Agent selection is optimized using an Upper Confidence Bound (UCB)-based strategy:

$S_i^t = \delta \cdot r_i^{t-1} + (1-\delta) \cdot c_i^t + x_i^{t-1}$

with exploration weighted by prior selection frequency. This architecture enables robust, adaptive filtering of unreliable or low-performing jurors with demonstrable improvements in code generation and reasoning task efficiency.

6. Fairness, Bias, and Auditability in Jury-Inspired LLM Filtering

Evaluation frameworks for LLM judicial fairness highlight systematic biases, inconsistency, and imbalanced inaccuracy in jury-mimetic LLM decision-making (Hu et al., 14 Jul 2025). Key metrics include

Inconsistency: Weighted proportion of verdict changes under counterfactual label perturbation.
Bias: Regression-based detection of systematic directional prediction shifts across label values.
Imbalanced Inaccuracy: Differential error rates distributed over demographic or procedural factors.

Parameter studies reveal that temperature increases can reduce bias (by increasing inconsistency), but model size or recency does not correlate with fairness improvements. The existence of accuracy-equity trade-offs suggests that integrating fairness auditing—and multi-dimensional jury composition monitoring—remains critical to trustworthy jury filtering in high-stakes applications.

7. Practical Impact and Future Directions

LLM-Jury Filtering is central to the advancement of interpretable, adaptive, and auditable model-based decision-making:

It enables participatory classifier voice selection, supporting stakeholder governance and ethical iteration.
It provides technical tools for transparency, robust dissent visualization, counterfactual and sensitivity analysis, and real-time recalibration based on stakeholder or jurisdictional requirements.
It underpins scalable data curation pipelines, fairness-aware judicial assistance, and multi-modal ensemble reasoning in recommender and legal systems.

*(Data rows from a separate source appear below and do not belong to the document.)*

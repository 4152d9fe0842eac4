//! Stream-json protocol for the agent CLI.
//!
//! This module turns the CLI's stdout into canonical message types. The
//! [`StreamDecoder`] accumulates arbitrary byte fragments and speculatively
//! parses complete JSON values out of them; [`parse_value`] validates one
//! value against the closed set of message tags.

mod decoder;
mod error;
mod parser;
mod types;

pub use decoder::{MAX_BUFFER_SIZE, StreamDecoder};
pub use error::DecodeError;
pub use parser::{parse_line, parse_value};
pub use types::*;
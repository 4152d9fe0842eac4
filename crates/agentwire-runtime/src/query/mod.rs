//! Query handles and turn execution.

mod exec;
mod handle;

pub(crate) use exec::{TurnEnd, drain_turn, execute};
pub use handle::{DEFAULT_STREAM_CAPACITY, QueryError, QueryHandle, QueryStatus};
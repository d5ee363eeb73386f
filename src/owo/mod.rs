//! The OWO catalog wire format.
//!
//! An OWO document is a top-level JSON object mapping category names to
//! `{ "type": "emoticon"|"emoji"|"image", "container": [{icon, text}, ...] }`.
//! [`parse`] turns one document into collections with typed warnings;
//! [`merge`] combines collections from many documents into one catalog.

pub mod merge;
pub mod parse;

pub use merge::merge_collections;
pub use parse::{ParseOutcome, parse_document};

Open-source codebases, toolkits, and benchmark datasets (e.g., FinerWeb-10BT, JudiFair, JustEva) accelerate research into jury-mimetic architectures, ensemble calibration, fairness measurement, and hyperparameter evaluation. The approach fundamentally reimagines the aggregation of divergent voices—from annotators to LLM agents—and offers a rigorous foundation for filtering, evaluating, and auditing complex model outputs in domains where accuracy, equity, and stakeholder legitimacy are paramount.